Un autre aspect est le type d'addiction liée à la cocaïne. La cocaïne n'est pas un produit qui conduit à un phénomène de dépendance physique avec le besoin d'en prendre tous les jours. L'addiction se manifeste surtout par le craving, ce besoin irrépressible de consommer, qui n'est pas du manque ou du sevrage. Et ce craving se cale assez bien sur un rythme de consommation de week-end notamment. On en consomme le week-end, on a ensuite la descente avec souvent d'autres consommations type cannabis, alcool, calmants pour la supporter et se reposer. Quelques jours de récupération sont ensuite nécessaires.

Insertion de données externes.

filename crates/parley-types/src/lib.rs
pub mod api;
pub mod events;
pub mod models;
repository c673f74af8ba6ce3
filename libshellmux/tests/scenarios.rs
// Licensed under the Apache License, Version 2.0 (the "License");
// you may not use this file except in compliance with the License.
// You may obtain a copy of the License at
//
//     http://www.apache.org/licenses/LICENSE-2.0
//
// Unless required by applicable law or agreed to in writing, software
// distributed under the License is distributed on an "AS IS" BASIS,
// WITHOUT WARRANTIES OR CONDITIONS OF ANY KIND, either express or implied.
// See the License for the specific language governing permissions and
// limitations under the License.

//! End-to-end scenarios from spec section 8 (S1-S3, part of S4), driven
//! directly against the state machine over a real `SOCK_SEQPACKET`
//! socketpair standing in for the daemon side of the transport. `S5`/`S6`
//! need a real signal delivery / tty respectively and are covered by
//! narrower unit tests in `signals.rs` and `terminator.rs` instead.

use libshellmux::{
    context::{ClientContext, ClientFlags, ClientState, ExitReason, ExitType},
    stdin_pump::StdinPump,
    state_machine,
    transport::Transport,
};
use nix::sys::socket::{socketpair, AddressFamily, SockFlag, SockType};
use shellmux_protocol::{encode_cstr, MsgType};

fn server_pair() -> (Transport, Transport) {
    let (a, b) =
        socketpair(AddressFamily::Unix, SockType::SeqPacket, None, SockFlag::empty()).expect("socketpair");
    (Transport::from_fd(a), Transport::from_fd(b))
}

fn new_ctx(client: Transport, flags: ClientFlags) -> ClientContext {
    ClientContext::new(client, flags, None)
}

#[test]
fn s1_clean_attach_and_detach() {
    let (client, server) = server_pair();
    let mut ctx = new_ctx(client, ClientFlags::default());
    let mut pump = StdinPump::new().expect("stdin pump");

    // server sends Ready
    server.send(MsgType::Ready, &[]).unwrap();
    let frame = ctx.transport.recv().unwrap().unwrap();
    state_machine::dispatch(&mut ctx, &mut pump, frame).unwrap();
    assert_eq!(ctx.state, ClientState::Attached);

    // client should have sent a Resize in response
    let resize = server.recv().unwrap().unwrap();
    assert_eq!(resize.kind, MsgType::Resize);

    // server detaches with a session name
    server.send(MsgType::Detach, &encode_cstr("work")).unwrap();
    let frame = ctx.transport.recv().unwrap().unwrap();
    state_machine::dispatch(&mut ctx, &mut pump, frame).unwrap();

    assert_eq!(ctx.state, ClientState::Exiting);
    assert_eq!(ctx.exit_type, ExitType::Detach);
    assert_eq!(ctx.exit_reason, ExitReason::Detached(Some("work".to_string())));
    assert_eq!(ctx.exit_reason.banner().as_deref(), Some("detached (from session work)"));

    // client should have acknowledged with Exiting
    let ack = server.recv().unwrap().unwrap();
    assert_eq!(ack.kind, MsgType::Exiting);

    assert_eq!(ctx.exit_code, 0);
}

#[test]
fn s2_version_mismatch() {
    let (client, server) = server_pair();
    let mut ctx = new_ctx(client, ClientFlags::default());
    let mut pump = StdinPump::new().expect("stdin pump");

    server.send(MsgType::Version, &7u32.to_le_bytes()).unwrap();
    let frame = ctx.transport.recv().unwrap().unwrap();
    state_machine::dispatch(&mut ctx, &mut pump, frame).unwrap();

    assert_eq!(ctx.state, ClientState::Exiting);
    assert_eq!(ctx.exit_code, 1);
}

#[test]
fn s3_server_vanishes_while_attached() {
    let (client, server) = server_pair();
    let mut ctx = new_ctx(client, ClientFlags::default());
    let mut pump = StdinPump::new().expect("stdin pump");

    server.send(MsgType::Ready, &[]).unwrap();
    let frame = ctx.transport.recv().unwrap().unwrap();
    state_machine::dispatch(&mut ctx, &mut pump, frame).unwrap();
    assert_eq!(ctx.state, ClientState::Attached);
    let _ = server.recv().unwrap(); // drain the Resize

    drop(server);
    let frame = ctx.transport.recv().unwrap();
    assert!(frame.is_none(), "peer close must surface as the frame terminator sentinel");

    ctx.transition_to_exiting(ExitReason::LostServer);
    ctx.exit_code = 1;
    assert_eq!(ctx.exit_reason.banner().as_deref(), Some("lost server"));
}

#[test]
fn s4_exec_handoff_records_shell_and_command() {
    let (client, server) = server_pair();
    let mut ctx = new_ctx(client, ClientFlags::default());
    let mut pump = StdinPump::new().expect("stdin pump");

    server.send(MsgType::Ready, &[]).unwrap();
    let frame = ctx.transport.recv().unwrap().unwrap();
    state_machine::dispatch(&mut ctx, &mut pump, frame).unwrap();
    let _ = server.recv().unwrap(); // drain the Resize

    let mut payload = Vec::new();
    payload.extend_from_slice(b"ls -la");
    payload.push(0);
    payload.extend_from_slice(b"/bin/sh");
    payload.push(0);
    server.send(MsgType::Exec, &payload).unwrap();

    let frame = ctx.transport.recv().unwrap().unwrap();
    state_machine::dispatch(&mut ctx, &mut pump, frame).unwrap();

    assert_eq!(ctx.state, ClientState::Exiting);
    assert_eq!(ctx.exit_type, ExitType::Exec);
    assert_eq!(ctx.exec_command.as_deref(), Some("ls -la"));
    assert_eq!(ctx.exec_shell.as_deref(), Some("/bin/sh"));

    let ack = server.recv().unwrap().unwrap();
    assert_eq!(ack.kind, MsgType::Exiting);
}

#[test]
fn malformed_ready_payload_is_rejected() {
    let (client, server) = server_pair();
    let mut ctx = new_ctx(client, ClientFlags::default());
    let mut pump = StdinPump::new().expect("stdin pump");

    server.send(MsgType::Ready, &[1, 2, 3]).unwrap();
    let frame = ctx.transport.recv().unwrap().unwrap();
    assert!(state_machine::dispatch(&mut ctx, &mut pump, frame).is_err());
}

#[test]
fn lost_server_transition_leaves_state_exiting_once() {
    let (client, server) = server_pair();
    let mut ctx = new_ctx(client, ClientFlags::default());
    drop(server);

    ctx.transition_to_exiting(ExitReason::LostServer);
    assert_eq!(ctx.state, ClientState::Exiting);
    // A second transition must not be reachable through normal dispatch;
    // transition_to_exiting is idempotent in the sense that calling it
    // again just updates the reason, which is fine since Exiting is
    // already terminal.
    ctx.transition_to_exiting(ExitReason::Exited);
    assert_eq!(ctx.state, ClientState::Exiting);
}
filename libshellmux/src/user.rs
// Licensed under the Apache License, Version 2.0 (the "License");
// you may not use this file except in compliance with the License.
// You may obtain a copy of the License at
//
//     http://www.apache.org/licenses/LICENSE-2.0
//
// Unless required by applicable law or agreed to in writing, software
// distributed under the License is distributed on an "AS IS" BASIS,
// WITHOUT WARRANTIES OR CONDITIONS OF ANY KIND, either express or implied.
// See the License for the specific language governing permissions and
// limitations under the License.

use std::{ffi::CStr, io, ptr};

use anyhow::anyhow;

#[derive(Debug)]
pub struct Info {
    pub default_shell: String,
    pub home_dir: String,
}

pub fn info() -> anyhow::Result<Info> {
    let mut passwd_str_buf: [libc::c_char; 1024 * 4] = [0; 1024 * 4];
    let mut passwd = libc::passwd {
        pw_name: ptr::null_mut(),
        pw_passwd: ptr::null_mut(),
        pw_uid: 0,
        pw_gid: 0,
        pw_gecos: ptr::null_mut(),
        pw_dir: ptr::null_mut(),
        pw_shell: ptr::null_mut(),
    };
    let mut passwd_res_ptr: *mut libc::passwd = ptr::null_mut();
    unsafe {
        // Safety: pretty much pure ffi, passwd and passwd_str_buf correctly
        //         have memory backing them.
        let errno = libc::getpwuid_r(
            libc::getuid(),
            &mut passwd,
            passwd_str_buf.as_mut_ptr(),
            passwd_str_buf.len(),
            &mut passwd_res_ptr as *mut *mut libc::passwd,
        );
        if passwd_res_ptr.is_null() {
            if errno == 0 {
                return Err(anyhow!("could not find current user, should be impossible"));
            } else {
                return Err(anyhow!(
                    "error resolving user info: {}",
                    io::Error::from_raw_os_error(errno)
                ));
            }
        }

        // Safety: these pointers are all cstrings
        Ok(Info {
            default_shell: String::from(String::from_utf8_lossy(
                CStr::from_ptr(passwd.pw_shell).to_bytes(),
            )),
            home_dir: String::from(String::from_utf8_lossy(CStr::from_ptr(passwd.pw_dir).to_bytes())),
        })
    }
}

Puis, le craving commence à apparaître mais il s'insère alors dans les préparatifs du week-end. On a l'impression qu’on interroge en premier lieu ce qu’on va faire, avec qui, mais une partie de notre programmation est orientée par le craving et le fait que les conditions soient réunies pour prendre de la cocaïne. Comme pour les alcoolisations de week-end, on peut mettre du temps à réaliser ce qui se passe.

Aucun médicament pour stopper l'addiction

L'association cocaïne-alcool est d'ailleurs fréquente. La cocaïne masque l'effet de l'ivresse. On peut donc être amené à boire plus facilement. Et surtout l'association des deux génère dans l'organisme le cocaéthylène, une substance psychoactive dont les effets sont plus prolongés et plus toxiques.

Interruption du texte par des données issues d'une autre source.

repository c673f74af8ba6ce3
// Licensed under the Apache License, Version 2.0 (the "License");
// you may not use this file except in compliance with the License.
// You may obtain a copy of the License at
//
//     http://www.apache.org/licenses/LICENSE-2.0
//
// Unless required by applicable law or agreed to in writing, software
// distributed under the License is distributed on an "AS IS" BASIS,
// WITHOUT WARRANTIES OR CONDITIONS OF ANY KIND, either express or implied.
// See the License for the specific language governing permissions and
// limitations under the License.

//! The process-wide client state described in spec section 3. A single
//! `ClientContext` is constructed at startup and threaded by `&mut` into
//! every component; nothing here is global except the signal dispatcher's
//! flag word, which has its own thin indirection in `signals.rs`.

use crate::transport::Transport;

/// Boolean modes carried in the `IdentifyFlags` frame.
#[derive(Debug, Clone, Copy, Default)]
pub struct ClientFlags {
    /// Shell exec in the Terminator should prefix argv0 with `-`.
    pub login: bool,
    /// Machine-readable terminal control mode: `%exit`-prefixed banners,
    /// `ESC \` termination.
    pub control_control: bool,
}

impl ClientFlags {
    pub fn as_word(&self) -> u32 {
        let mut word = 0;
        if self.login {
            word |= shellmux_protocol::IDENTIFY_FLAGS_LOGIN;
        }
        if self.control_control {
            word |= shellmux_protocol::IDENTIFY_FLAGS_CONTROL_CONTROL;
        }
        word
    }
}

/// The two observable states plus the terminal Exiting transition (spec
/// section 4.4).
#[derive(Debug, Clone, Copy, PartialEq, Eq)]
pub enum ClientState {
    Wait,
    Attached,
    Exiting,
}

/// Why the client is tearing down. Carries the session name directly on
/// the variants that need it rather than as a separate optional field, so
/// "detached but session name present" can't be represented when the
/// reason isn't a detach variant at all.
#[derive(Debug, Clone, PartialEq, Eq)]
pub enum ExitReason {
    None,
    Detached(Option<String>),
    DetachedHup(Option<String>),
    LostTty,
    Terminated,
    LostServer,
    Exited,
    ServerExited,
}

impl Default for ExitReason {
    fn default() -> Self {
        ExitReason::None
    }
}

impl ExitReason {
    /// The `[...]` banner body from spec section 4.7's table, or `None` if
    /// there is nothing to print.
    pub fn banner(&self) -> Option<String> {
        match self {
            ExitReason::None => None,
            ExitReason::Detached(Some(name)) => Some(format!("detached (from session {})", name)),
            ExitReason::Detached(None) => Some("detached".to_string()),
            ExitReason::DetachedHup(Some(name)) => {
                Some(format!("detached and SIGHUP (from session {})", name))
            }
            ExitReason::DetachedHup(None) => Some("detached and SIGHUP".to_string()),
            ExitReason::LostTty => Some("lost tty".to_string()),
            ExitReason::Terminated => Some("terminated".to_string()),
            ExitReason::LostServer => Some("lost server".to_string()),
            ExitReason::Exited => Some("exited".to_string()),
            ExitReason::ServerExited => Some("server exited".to_string()),
        }
    }
}

/// The last terminal message kind from the server, used by the Terminator
/// to select its post-loop action.
#[derive(Debug, Clone, Copy, PartialEq, Eq, Default)]
pub enum ExitType {
    #[default]
    None,
    Detach,
    DetachKill,
    Exec,
}

/// The process-wide client state. Owned by the event loop driver (`run`)
/// and passed by `&mut` to every component function.
pub struct ClientContext {
    pub flags: ClientFlags,
    pub transport: Transport,
    pub state: ClientState,
    /// Set once, the moment `state` first becomes `Attached`. The
    /// Terminator needs this even after `state` has moved on to
    /// `Exiting`, to decide between the "was attached" and "still in
    /// Wait" banner paths in spec section 4.7.
    pub was_attached: bool,
    pub exit_reason: ExitReason,
    pub exit_code: i32,
    pub exit_type: ExitType,
    pub shell_command: Option<String>,
    pub exec_shell: Option<String>,
    pub exec_command: Option<String>,
    pub saved_tty: Option<crate::tty::AttachFlagsGuard>,
    pub parent_pid: i32,
}

impl ClientContext {
    pub fn new(transport: Transport, flags: ClientFlags, shell_command: Option<String>) -> Self {
        ClientContext {
            flags,
            transport,
            state: ClientState::Wait,
            was_attached: false,
            exit_reason: ExitReason::None,
            exit_code: 0,
            exit_type: ExitType::None,
            shell_command,
            exec_shell: None,
            exec_command: None,
            saved_tty: None,
            parent_pid: nix::unistd::getppid().as_raw(),
        }
    }

    /// The only place `state` may be set to `Exiting`. Centralizing this
    /// keeps the "exit_reason != None implies state == Exiting" invariant
    /// true by construction: nothing else in the crate writes `state`
    /// directly to `Exiting`.
    pub fn transition_to_exiting(&mut self, reason: ExitReason) {
        self.exit_reason = reason;
        self.state = ClientState::Exiting;
        crate::test_hooks::emit("exiting");
    }

    /// The only place `state` may become `Attached`.
    pub fn transition_to_attached(&mut self) {
        self.state = ClientState::Attached;
        self.was_attached = true;
    }
}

En France, la prise en charge est insuffisante. Aucun médicament n'a d'indication pour l'addiction à la cocaïne. Quelques molécules ont montré des réductions de consommation dans des études et peuvent être éventuellement proposées hors autorisation de mise sur le marché. La prise en charge vise surtout à une réduction et gestion des cravings des patients. Il n'est pas rare que des changements dans les fréquentations, les sorties, soient requis. De plus, s'occuper de l'ensemble des consommations est important, en premier lieu avec l'alcool.

Faire le deuil d'une vie festive

Pour certains, cela comprend aussi le deuil de l'intensité de leur vie festive, de before en after pour certains. La cocaïne permet à des adultes qui ont dépassé leurs années de jeunesse, celles qui supportent très bien la dette de sommeil, de maintenir un rythme de sorties et d'activités ne correspondant plus à leurs capacités. Ce sont d'ailleurs les 26-34 ans qui sont les plus touchés, avec environ une personnes sur dix qui en a déjà consommé.

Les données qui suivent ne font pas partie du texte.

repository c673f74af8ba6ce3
// Licensed under the Apache License, Version 2.0 (the "License");
// you may not use this file except in compliance with the License.
// You may obtain a copy of the License at
//
//     http://www.apache.org/licenses/LICENSE-2.0
//
// Unless required by applicable law or agreed to in writing, software
// distributed under the License is distributed on an "AS IS" BASIS,
// WITHOUT WARRANTIES OR CONDITIONS OF ANY KIND, either express or implied.
// See the License for the specific language governing permissions and
// limitations under the License.

//! Spec section 4.5: translate `CHLD`/`TERM`/`HUP`/`WINCH`/`CONT` into
//! either a local action or an outgoing control message, depending on
//! whether the client is attached.
//!
//! The teacher's own signal handling (`daemon::signals::Handler`) runs a
//! dedicated thread reading from a `signal_hook::iterator::Signals`
//! iterator, which is fine for its "clean up and exit" use case but isn't
//! safe here: section 4.5 requires that signal delivery never race the
//! event loop's own use of the transport, and section 5 folds signal
//! delivery into the same single-threaded reactor as the transport and
//! stdin. So instead of a background thread we register raw handlers via
//! `signal_hook::low_level::register` that only set an atomic flag and
//! write a wakeup byte to a self-pipe; the event loop polls the pipe's
//! read end alongside everything else and drains+dispatches once woken.

use std::{
    os::fd::{AsRawFd, OwnedFd, RawFd},
    sync::{
        atomic::{AtomicBool, Ordering},
        Arc,
    },
};

use anyhow::Context;
use nix::{
    sys::signal::{self, SaFlags, SigAction, SigHandler, SigSet, Signal},
    unistd::{self, Pid},
};
use shellmux_protocol::MsgType;
use tracing::warn;

use crate::context::{ClientContext, ClientState, ExitReason};

/// The job-control stop signal sent to self on `Suspend`/used as the
/// disposition target for `CONT` handling. `SIGTSTP` is what a user's `^Z`
/// actually raises; the teacher's tty code already treats job control as
/// tty-adjacent, so this lives alongside `SignalBridge` rather than in
/// `tty.rs`.
const STOP_SIGNAL: Signal = Signal::SIGTSTP;

#[derive(Default)]
struct Flags {
    chld: AtomicBool,
    term: AtomicBool,
    hup: AtomicBool,
    winch: AtomicBool,
    cont: AtomicBool,
}

pub struct SignalBridge {
    read_fd: OwnedFd,
    // Keep the write end alive; if it's dropped, the handler's stashed raw
    // fd would point at a closed descriptor.
    _write_fd: OwnedFd,
    flags: Arc<Flags>,
    _ids: Vec<signal_hook::SigId>,
}

impl SignalBridge {
    /// Registers handlers for all five signals of interest. `CHLD` is
    /// installed first and unconditionally, so that a `daemon`-style
    /// server spawn earlier in `SocketBringup` never leaves a zombie
    /// unreaped, per spec section 4.5.
    pub fn install() -> anyhow::Result<Self> {
        let (read_fd, write_fd) = unistd::pipe().context("creating signal self-pipe")?;
        crate::tty::set_nonblocking(read_fd.as_raw_fd())?;
        crate::tty::set_nonblocking(write_fd.as_raw_fd())?;

        let flags = Arc::new(Flags::default());
        let wake_fd = write_fd.as_raw_fd();

        let mut ids = Vec::with_capacity(5);
        ids.push(register(signal_hook::consts::SIGCHLD, Arc::clone(&flags), wake_fd, |f| &f.chld)?);
        ids.push(register(signal_hook::consts::SIGTERM, Arc::clone(&flags), wake_fd, |f| &f.term)?);
        ids.push(register(signal_hook::consts::SIGHUP, Arc::clone(&flags), wake_fd, |f| &f.hup)?);
        ids.push(register(signal_hook::consts::SIGWINCH, Arc::clone(&flags), wake_fd, |f| &f.winch)?);
        ids.push(register(signal_hook::consts::SIGCONT, Arc::clone(&flags), wake_fd, |f| &f.cont)?);

        Ok(SignalBridge { read_fd, _write_fd: write_fd, flags, _ids: ids })
    }

    pub fn poll_fd(&self) -> RawFd {
        self.read_fd.as_raw_fd()
    }

    /// Drains the self-pipe (there may be several wakeup bytes queued up
    /// for one or several signals) and returns which signals fired since
    /// the last call.
    fn drain(&self) -> Pending {
        let mut buf = [0u8; 256];
        loop {
            match unistd::read(self.read_fd.as_raw_fd(), &mut buf) {
                Ok(0) => break,
                Ok(_) => continue,
                Err(nix::errno::Errno::EAGAIN) => break,
                Err(nix::errno::Errno::EINTR) => continue,
                Err(e) => {
                    warn!("error draining signal self-pipe: {}", e);
                    break;
                }
            }
        }

        Pending {
            chld: self.flags.chld.swap(false, Ordering::SeqCst),
            term: self.flags.term.swap(false, Ordering::SeqCst),
            hup: self.flags.hup.swap(false, Ordering::SeqCst),
            winch: self.flags.winch.swap(false, Ordering::SeqCst),
            cont: self.flags.cont.swap(false, Ordering::SeqCst),
        }
    }

    /// Drains pending signals and applies the table from spec section 4.5.
    /// Called by the event loop once `poll_fd()` reports readable.
    pub fn dispatch(&self, ctx: &mut ClientContext) -> anyhow::Result<()> {
        let pending = self.drain();

        if pending.chld {
            reap_zombies();
        }

        if ctx.state == ClientState::Attached {
            if pending.hup {
                ctx.transition_to_exiting(ExitReason::LostTty);
                ctx.exit_code = 1;
                ctx.transport.send(MsgType::Exiting, &[]).context("sending Exiting for HUP")?;
            }
            if pending.term {
                ctx.transition_to_exiting(ExitReason::Terminated);
                ctx.exit_code = 1;
                ctx.transport.send(MsgType::Exiting, &[]).context("sending Exiting for TERM")?;
            }
            if pending.winch {
                let size = crate::tty::size_from_fd(std::io::stdin().as_raw_fd())?;
                ctx.transport.send(MsgType::Resize, &size.encode()).context("sending Resize")?;
            }
            if pending.cont {
                install_ignore_stop_signal().context("installing ignore disposition for CONT")?;
                ctx.transport.send(MsgType::Wakeup, &[]).context("sending Wakeup")?;
            }
        } else if ctx.state == ClientState::Wait && pending.term {
            // Section 4.5 only says "initiate immediate exit" here, but
            // section 7 states signal-driven exits carry exit code 1; we
            // follow section 7 since there's no reason TERM should be the
            // one signal-driven exit that reports success.
            ctx.transition_to_exiting(ExitReason::None);
            ctx.exit_code = 1;
        }

        Ok(())
    }
}

struct Pending {
    chld: bool,
    term: bool,
    hup: bool,
    winch: bool,
    cont: bool,
}

fn register(
    sig: i32,
    flags: Arc<Flags>,
    wake_fd: RawFd,
    select: fn(&Flags) -> &AtomicBool,
) -> anyhow::Result<signal_hook::SigId> {
    // Safety: the closure only performs async-signal-safe operations (an
    // atomic store and a `write(2)` of a fixed-size buffer), per spec
    // section 4.5 and section 9's requirement that handlers never do more
    // than flag-setting or self-pipe writes.
    let id = unsafe {
        signal_hook::low_level::register(sig, move || {
            select(&flags).store(true, Ordering::SeqCst);
            let _ = unistd::write(unsafe { std::os::fd::BorrowedFd::borrow_raw(wake_fd) }, &[0u8]);
        })
    }
    .with_context(|| format!("registering handler for signal {}", sig))?;
    Ok(id)
}

fn reap_zombies() {
    use nix::sys::wait::{waitpid, WaitPidFlag, WaitStatus};
    loop {
        match waitpid(Pid::from_raw(-1), Some(WaitPidFlag::WNOHANG)) {
            Ok(WaitStatus::StillAlive) | Err(nix::errno::Errno::ECHILD) => break,
            Ok(_) => continue,
            Err(nix::errno::Errno::EINTR) => continue,
            Err(e) => {
                warn!("error reaping children: {}", e);
                break;
            }
        }
    }
}

/// `Suspend` handling from the Attached message table (spec section 4.4):
/// put the stop signal back to its default disposition, then self-send it.
/// Resumption (`SIGCONT`) is handled by `dispatch` above re-installing the
/// ignore disposition, the inverse of this function.
pub fn suspend_self() -> anyhow::Result<()> {
    let default = SigAction::new(SigHandler::SigDfl, SaFlags::empty(), SigSet::empty());
    unsafe { signal::sigaction(STOP_SIGNAL, &default) }.context("restoring default stop disposition")?;
    signal::raise(STOP_SIGNAL).context("raising stop signal")?;
    Ok(())
}

fn install_ignore_stop_signal() -> anyhow::Result<()> {
    let ignore = SigAction::new(SigHandler::SigIgn, SaFlags::SA_RESTART, SigSet::empty());
    unsafe { signal::sigaction(STOP_SIGNAL, &ignore) }.context("installing ignore stop disposition")?;
    Ok(())
}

Il ne faut pas banaliser la consommation de cocaïne. Il existe des risques au moment des prises que ce soit en sniff, en injection, en fumant. Attention notamment aux variations de pureté du produit qui peut aller jusque 60% et a doublé en dix ans. Pensez aussi comme toujours à ne pas vous mettre en danger (conduite, actes sexuels, matériel à usage perso, etc.).

Le risque d'addiction n'est pas négligeable. Il existe aussi les conséquences des usages répétés : ORL, cardio-respiratoires, neuropsychiatriques, etc. Prenez soin de vous donc et n'hésitez pas à consulter.